I'm now trying to put a step below 10 Hz but the RX antenna becomes less
efficient with each Hz.
73, Stefan
March 7th 2019
This was on Facebook earlier from Paul Nicholson:
The combined efforts of Marcin SQ2BXI and Jacek SQ5BPF last weekend led to the first amateur VLF transmission out of Poland and also the longest known distance for an earth dipole (ground loop) transmitting antenna at VLF. With 100W to a 500 metre earth dipole their 8270Hz signal was clearly detected in England at 1343km distance and a 2 character EbNaut message was decoded.
The experiment was carried out under the banner of their wonderfully named Klub Niezwykłych Łączności, see the full write-up at https://klubnl.pl/…/nadawcze-proby-z-dipolem-ziemnym-w-zak…/
Feb 26th 2019
Stefan DK7FC has been busy on 470.1Hz. His ULF signal has been detected at 57.6km.
Feb 26th 2019
Riccardo IW4DXW has been transmitting on 8.27003kHz and has been copied in Germany.
Feb 10th 2019
From France Jean-Marie F5VLB is gearing up to do some VLF earth mode tests with a 150W GPS locked TX and a 25m baseline. With a very long transmission, he might be detectable by radiated signal by the better equipped stations.
Feb 9th 2019
He's been at it again! Stefan DK7FC was transmitting on 22.97Hz a few days ago. As far as I know, this is the lowest ever frequency transmitted by an amateur.
Hi ELF ;-)
I'm glad to announce that since 15:46 UTC i am transmitting on ELF (the real ELF, i.e. into the range of 3...30 Hz, ITU radio band 1 ) for the first time ever.
Here are the parameters:
TX frequency: 22.970 Hz
Wavelength of that frequency: 13060 km
Antenna voltage: 4.8 kV rms (+ a DC component of 7.5 kV)
Antenna current: 325 uA
ERP: 600 aW, or 6E-16 W
Call it QRP!
The goal is to detect the signal on my 3.5 km distant tree grabber, whose E field is now working again. Since the E field probe is not to far above the tree, the effective height is not as much as it should ideally be, at this frequency, so the RX is somewhat deaf. Anyway i can see the Schumann resonances and the 60 Hz power grid. So i hope it will work.
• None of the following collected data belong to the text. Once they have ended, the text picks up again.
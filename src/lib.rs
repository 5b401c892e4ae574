//! # Modern Errors
//!
//! Custom error class hierarchies with layered options and pluggable
//! behavior.
//!
//! ## Design Philosophy
//!
//! 1. **One root per hierarchy.** Every class descends from `AnyError`, and
//!    `UnknownError` is the fallback for anything the hierarchy does not
//!    recognize.
//! 2. **Causes are merged, not nested.** A cause's message, stack,
//!    properties and aggregated errors are folded into the new error.
//! 3. **Anything can be thrown.** Foreign errors and plain values are
//!    normalized into instances of the hierarchy.
//! 4. **Behavior comes from plugins.** Plugins add properties and methods,
//!    configured through options at global, class, instance and call scope.
//!
//! ## Quick Start
//!
//! ```rust
//! use modern_errors::{ClassOptions, ErrorClass, GlobalOptions, InstanceOptions, Result};
//! use serde_json::json;
//!
//! fn classes() -> Result<(ErrorClass, ErrorClass)> {
//!     let any_error = ErrorClass::any_error(GlobalOptions::new())?;
//!     any_error.subclass("UnknownError", ClassOptions::new())?;
//!     let input_error = any_error.subclass("InputError", ClassOptions::new())?;
//!     Ok((any_error, input_error))
//! }
//!
//! let (any_error, input_error) = classes()?;
//!
//! // Wrapping: the cause's message comes first.
//! let error = input_error.create(
//!     "Could not read the file.",
//!     InstanceOptions::new().cause("ENOENT").props(json!({ "filePath": "/tmp" })),
//! )?;
//! assert_eq!(error.message(), "ENOENT\nCould not read the file.");
//! assert!(error.stack().starts_with("InputError: ENOENT"));
//!
//! // Normalizing: known instances are kept, the rest becomes UnknownError.
//! assert!(any_error.normalize(error.clone())?.same_instance(&error));
//! assert_eq!(any_error.normalize("oops")?.name(), "UnknownError");
//! # Ok::<(), modern_errors::Error>(())
//! ```
//!
//! ## Plugins
//!
//! ```rust
//! use modern_errors::{ClassOptions, ErrorClass, GlobalOptions, InstanceOptions, MethodOutput, Plugin};
//! use serde_json::json;
//!
//! let exit_code = Plugin::builder("exit")
//!     .get_options(|raw, _full| match raw {
//!         serde_json::Value::Null => Ok(json!(1)),
//!         serde_json::Value::Number(_) => Ok(raw.clone()),
//!         _ => Err("It must be a number".into()),
//!     })
//!     .instance_method("exitCode", |info, _args| Ok(MethodOutput::from(info.options().clone())))
//!     .build();
//!
//! let any_error = ErrorClass::any_error(GlobalOptions::new().plugin(exit_code))?;
//! any_error.subclass("UnknownError", ClassOptions::new())?;
//! let input_error = any_error.subclass("InputError", ClassOptions::new().option("exit", json!(2)))?;
//!
//! let error = input_error.create("bad", InstanceOptions::new())?;
//! assert_eq!(error.call("exitCode", vec![])?.ready(), Some(json!(2)));
//! # Ok::<(), modern_errors::Error>(())
//! ```
//!
//! ## Top-Level Handling
//!
//! [`modern_errors`] declares a hierarchy in one call; its
//! [`error_handler`](ModernErrors::error_handler) never fails and is meant
//! for the outermost `catch` of an application.

#![warn(missing_docs)]
#![warn(clippy::all)]

mod cause;
pub mod class;
pub mod core_plugins;
pub mod error;
pub mod handler;
pub mod info;
pub mod instance;
pub mod logging;
mod normalize;
pub mod options;
pub mod plugin;
mod registry;
pub mod serialize;
pub mod thrown;

pub use class::{
    ANY_ERROR, ConstructorArgs, CustomClass, CustomClassBuilder, CustomParent, ErrorClass,
    InitHook, NATIVE_ERROR_NAMES, UNKNOWN_ERROR,
};
pub use error::{ConfigurationError, Error, OptionsError, PluginError};
pub use handler::{ModernErrors, modern_errors};
pub use info::{ErrorClasses, ErrorInfo, Info};
pub use instance::{ErrorInstance, Property};
pub use logging::ErrorLog;
pub use options::{
    BugsUrl, ClassOptions, GlobalOptions, InstanceOptions, OnCreateHook, OptionsBag, merge_bags,
    merge_layers, merge_values,
};
pub use plugin::{MethodOutput, Plugin, PluginBuilder, PropertyMap};
pub use serialize::{ErrorObject, from_plain_object, to_plain_object};
pub use thrown::{ForeignError, Thrown};

/// Type alias for Results using our error type.
pub type Result<T> = std::result::Result<T, Error>;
A spectrogram which is centered on the frequency of interest in now shown at http://www.iup.uni-heidelberg.de/schaefer_vlf/DK7FC_VLF_Grabber2.html (3rd window). But maybe 424 uHz FFT bin width is even to optimistic! In a few minutes we'll see more :-) It takes about 40 minutes until a peak could have fully developed...
73, Stefan
Later he wrote:
...wow, after analysing the first 90 minutes of the transmission I found that the best SNR is achieved without sferic blanking! So then the hum filter and the low pass filter can be disabled too.
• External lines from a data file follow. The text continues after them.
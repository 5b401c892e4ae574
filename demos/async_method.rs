use modern_errors::{
    ClassOptions, ErrorClass, GlobalOptions, InstanceOptions, MethodOutput, Plugin, Result,
};
use serde_json::json;
use std::time::Duration;

#[tokio::main(flavor = "current_thread")]
async fn main() -> Result<()> {
    let report = Plugin::builder("report")
        .instance_method("report", |info, _args| {
            let message = info
                .error()
                .map(|error| error.message().to_string())
                .unwrap_or_default();
            // The future is handed back untouched; the caller awaits it
            Ok(MethodOutput::pending(async move {
                tokio::time::sleep(Duration::from_millis(10)).await;
                Ok(json!({ "reported": message }))
            }))
        })
        .build();

    let any_error = ErrorClass::any_error(GlobalOptions::new().plugin(report))?;
    any_error.subclass("UnknownError", ClassOptions::new())?;
    let network_error = any_error.subclass("NetworkError", ClassOptions::new())?;

    println!("--- Async Method Example ---\n");

    let error = network_error.create(
        "Connection reset.",
        InstanceOptions::new().cause("ECONNRESET"),
    )?;
    let output = error.call("report", vec![])?;
    println!("1. pending: {}", output.is_pending());
    println!("2. resolved: {}", output.resolve().await?);
    Ok(())
}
So far, during that noisy evening period, i'm getting about 14 dBSNR in 185 uHz.
Unfortunately i temporarely overloaded the PC while doing the analysis,which caused an interruption of the stream and then all SpecLab instances did a restart.
Now the spectrogram is generated from the unfiltered and unblanked stream and now we can already see a clear peak right on the expected frequency, showing about 10 dB SNR.
I intend to run the carrier at least for 24 hours, if all works well.Not sure if and how the antenna current will drop when it starts to rain. It would have been better to decouple the DC component from the antenna by using a big series capacitor but id didn't have one that holds 20 kV or so.
More later...
73, Stefan
Jan 21st 2019
As in earlier years, Stefan DK7FC has been busy at VLF. In recent days he has been doing tests around 8.27kHz.
Also active has been Joe VO1AA on 8.2700075kHz.